(Excerpts from a dataset)
"""
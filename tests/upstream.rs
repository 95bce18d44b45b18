//! End-to-end scenarios against a simulated upstream.

use std::sync::Arc;
use std::time::Duration;
use tempfile::TempDir;
use volnitsa::{
    AnimeKind, CatalogConfig, CatalogDataService, CatalogError, ListParams, Order,
    PersistentCache, RetryPolicy, UpstreamClient, VideoConfig, VideoSourceResolver,
};
use wiremock::matchers::{method, path, query_param};
use wiremock::{Mock, MockServer, ResponseTemplate};

fn fast_retry() -> RetryPolicy {
    RetryPolicy {
        max_attempts: 4,
        base_delay: Duration::from_millis(1),
    }
}

fn service_for(server: &MockServer, dir: &TempDir) -> CatalogDataService {
    let mut config = CatalogConfig::default()
        .with_base_url(server.uri())
        .with_cache_dir(dir.path())
        .with_min_interval(Duration::ZERO)
        .with_retry(fast_retry());
    // The mock server's random port may contain "404"; keep only the
    // unambiguous placeholder pattern here
    config.placeholder_patterns = vec!["/assets/globals/missing".to_string()];
    let cache = Arc::new(PersistentCache::open(dir.path()));
    // No alternative poster sources: tests drive only the simulated upstream
    CatalogDataService::with_parts(config, cache, Vec::new())
}

#[tokio::test]
async fn perpetual_429_exhausts_exactly_four_attempts() {
    let server = MockServer::start().await;
    Mock::given(method("GET"))
        .and(path("/animes"))
        .respond_with(ResponseTemplate::new(429))
        .expect(4)
        .mount(&server)
        .await;

    let client = UpstreamClient::new(server.uri(), "test-agent", fast_retry());
    let result: volnitsa::Result<serde_json::Value> = client.get_json("/animes").await;

    match result {
        Err(CatalogError::UpstreamUnavailable { .. }) => {}
        other => panic!("expected UpstreamUnavailable, got {other:?}"),
    }
}

#[tokio::test]
async fn non_retryable_status_fails_on_first_attempt() {
    let server = MockServer::start().await;
    Mock::given(method("GET"))
        .and(path("/animes"))
        .respond_with(ResponseTemplate::new(500).set_body_string("boom"))
        .expect(1)
        .mount(&server)
        .await;

    let client = UpstreamClient::new(server.uri(), "test-agent", fast_retry());
    let result: volnitsa::Result<serde_json::Value> = client.get_json("/animes").await;

    match result {
        Err(CatalogError::Api { status: 500, message }) => assert_eq!(message, "boom"),
        other => panic!("expected Api error, got {other:?}"),
    }
}

#[tokio::test]
async fn list_round_trip_hits_upstream_once() {
    let server = MockServer::start().await;
    let dir = TempDir::new().unwrap();

    Mock::given(method("GET"))
        .and(path("/api/animes"))
        .and(query_param("order", "popularity"))
        .respond_with(ResponseTemplate::new(200).set_body_json(serde_json::json!([
            {
                "id": 1,
                "name": "Cowboy Bebop",
                "russian": "Ковбой Бибоп",
                "kind": "tv",
                "status": "released",
                "score": "8.75",
                "episodes": 26,
                "episodes_aired": 26,
                "image": {
                    "original": "/system/animes/original/1.jpg",
                    "preview": "/system/animes/preview/1.jpg"
                }
            }
        ])))
        .expect(1)
        .mount(&server)
        .await;

    let service = service_for(&server, &dir);
    let params = ListParams::new()
        .with_order(Order::Popularity)
        .with_limit(10)
        .with_page(1);

    let first = service.anime_list(&params).await.unwrap();
    let second = service.anime_list(&params).await.unwrap();

    assert_eq!(first.len(), 1);
    assert_eq!(first[0].id, second[0].id);
    assert_eq!(first[0].score, Some(8.75));
    assert_eq!(first[0].kind, AnimeKind::TvSeries);

    let image = first[0].image.as_ref().unwrap();
    assert_eq!(image.full, format!("{}/system/animes/original/1.jpg", server.uri()));
    // Missing x96/x48 backfill from larger slots
    assert_eq!(image.medium, image.preview);
    assert_eq!(second[0].image, first[0].image);
}

#[tokio::test]
async fn batch_enrichment_refetches_only_missing_posters() {
    let server = MockServer::start().await;
    let dir = TempDir::new().unwrap();

    Mock::given(method("GET"))
        .and(path("/api/animes"))
        .and(query_param("ids", "1,2,3"))
        .respond_with(ResponseTemplate::new(200).set_body_json(serde_json::json!([
            {"id": 1, "name": "One", "image": {"original": "/posters/1.jpg"}},
            {"id": 2, "name": "Two", "image": {"original": "/assets/globals/missing_original.jpg"}},
            {"id": 3, "name": "Three", "image": {"original": "/posters/3.jpg"}}
        ])))
        .expect(1)
        .mount(&server)
        .await;

    Mock::given(method("GET"))
        .and(path("/api/animes/2"))
        .respond_with(ResponseTemplate::new(200).set_body_json(serde_json::json!(
            {"id": 2, "name": "Two", "image": {"original": "/posters/2-detail.jpg"}}
        )))
        .expect(1)
        .mount(&server)
        .await;

    let service = service_for(&server, &dir);
    let entries = service.anime_by_ids(&[1, 2, 3]).await.unwrap();

    assert_eq!(entries.len(), 3);
    assert_eq!(entries[0].image.as_ref().unwrap().full, format!("{}/posters/1.jpg", server.uri()));
    assert_eq!(
        entries[1].image.as_ref().unwrap().full,
        format!("{}/posters/2-detail.jpg", server.uri())
    );
    assert_eq!(entries[2].image.as_ref().unwrap().full, format!("{}/posters/3.jpg", server.uri()));
}

#[tokio::test]
async fn failed_enrichment_keeps_batch_record() {
    let server = MockServer::start().await;
    let dir = TempDir::new().unwrap();

    Mock::given(method("GET"))
        .and(path("/api/animes"))
        .and(query_param("ids", "7"))
        .respond_with(ResponseTemplate::new(200).set_body_json(serde_json::json!([
            {"id": 7, "name": "Orphan"}
        ])))
        .mount(&server)
        .await;

    // Detail endpoint is down; the batch must still come back
    Mock::given(method("GET"))
        .and(path("/api/animes/7"))
        .respond_with(ResponseTemplate::new(500))
        .mount(&server)
        .await;

    let service = service_for(&server, &dir);
    let entries = service.anime_by_ids(&[7]).await.unwrap();

    assert_eq!(entries.len(), 1);
    assert_eq!(entries[0].id, 7);
    assert!(entries[0].image.is_none());
}

#[tokio::test]
async fn genres_are_cached_and_localized() {
    let server = MockServer::start().await;
    let dir = TempDir::new().unwrap();

    Mock::given(method("GET"))
        .and(path("/api/genres"))
        .respond_with(ResponseTemplate::new(200).set_body_json(serde_json::json!([
            {"id": 1, "name": "Action", "russian": "Экшен"},
            {"id": 2, "name": "Drama"}
        ])))
        .expect(1)
        .mount(&server)
        .await;

    let service = service_for(&server, &dir);
    let first = service.genres().await.unwrap();
    let second = service.genres().await.unwrap();

    assert_eq!(first.len(), 2);
    assert_eq!(first[0].localized_name, "Экшен");
    assert_eq!(first[1].localized_name, "Drama");
    assert_eq!(second.len(), first.len());
}

#[tokio::test]
async fn video_fallback_stops_at_first_title_hit() {
    let server = MockServer::start().await;

    // Nothing under the external id
    Mock::given(method("GET"))
        .and(path("/search"))
        .and(query_param("shikimori_id", "42"))
        .respond_with(ResponseTemplate::new(200).set_body_json(serde_json::json!({"results": []})))
        .expect(1)
        .mount(&server)
        .await;

    // Localized title matches
    Mock::given(method("GET"))
        .and(path("/search"))
        .and(query_param("title", "Локализованное"))
        .respond_with(ResponseTemplate::new(200).set_body_json(serde_json::json!({
            "results": [{
                "link": "//kodik.info/serial/42/abc/720p",
                "episodes_count": 12,
                "translation": {"id": 610, "title": "Dub"}
            }]
        })))
        .expect(1)
        .mount(&server)
        .await;

    // The original title must never be tried once a hit is found
    Mock::given(method("GET"))
        .and(path("/search"))
        .and(query_param("title", "Original"))
        .respond_with(ResponseTemplate::new(200).set_body_json(serde_json::json!({"results": []})))
        .expect(0)
        .mount(&server)
        .await;

    let mut config = VideoConfig::new("token").with_base_url(server.uri());
    config.min_interval = Duration::ZERO;
    config.retry = fast_retry();
    let resolver = VideoSourceResolver::new(config);

    let entry = sample_entry(42, "Original", "Локализованное");
    let source = resolver.find_playable_source(&entry).await.unwrap().unwrap();

    assert_eq!(source.player_url, "https://kodik.info/serial/42/abc/720p");
    assert_eq!(source.embed_url(2, Some(610)),
        "https://kodik.info/serial/42/abc/720p?episode=2&translation_id=610");
    assert_eq!(server.received_requests().await.unwrap().len(), 2);
}

#[tokio::test]
async fn video_miss_everywhere_is_ok_none() {
    let server = MockServer::start().await;
    Mock::given(method("GET"))
        .and(path("/search"))
        .respond_with(ResponseTemplate::new(200).set_body_json(serde_json::json!({"results": []})))
        .mount(&server)
        .await;

    let mut config = VideoConfig::new("token").with_base_url(server.uri());
    config.min_interval = Duration::ZERO;
    config.retry = fast_retry();
    let resolver = VideoSourceResolver::new(config);

    let entry = sample_entry(9, "Name", "Имя");
    assert!(resolver.find_playable_source(&entry).await.unwrap().is_none());
}

fn sample_entry(id: i64, title: &str, localized: &str) -> volnitsa::CatalogEntry {
    volnitsa::CatalogEntry {
        id,
        title: title.to_string(),
        localized_title: localized.to_string(),
        alt_titles: Vec::new(),
        image: None,
        kind: volnitsa::AnimeKind::TvSeries,
        status: volnitsa::AnimeStatus::Finished,
        episodes_aired: 12,
        episodes: Some(12),
        aired_on: None,
        score: None,
        synopsis: None,
        genres: Vec::new(),
        studios: Vec::new(),
        screenshots: Vec::new(),
    }
}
"""
**WORK INSTRUCTION:** Where a line of the entries contains "UpstreamUnavailable", report that line.

**ANSWER:**
        Err(CatalogError::UpstreamUnavailable { .. }) => {}
        other => panic!("expected UpstreamUnavailable, got {other:?}"),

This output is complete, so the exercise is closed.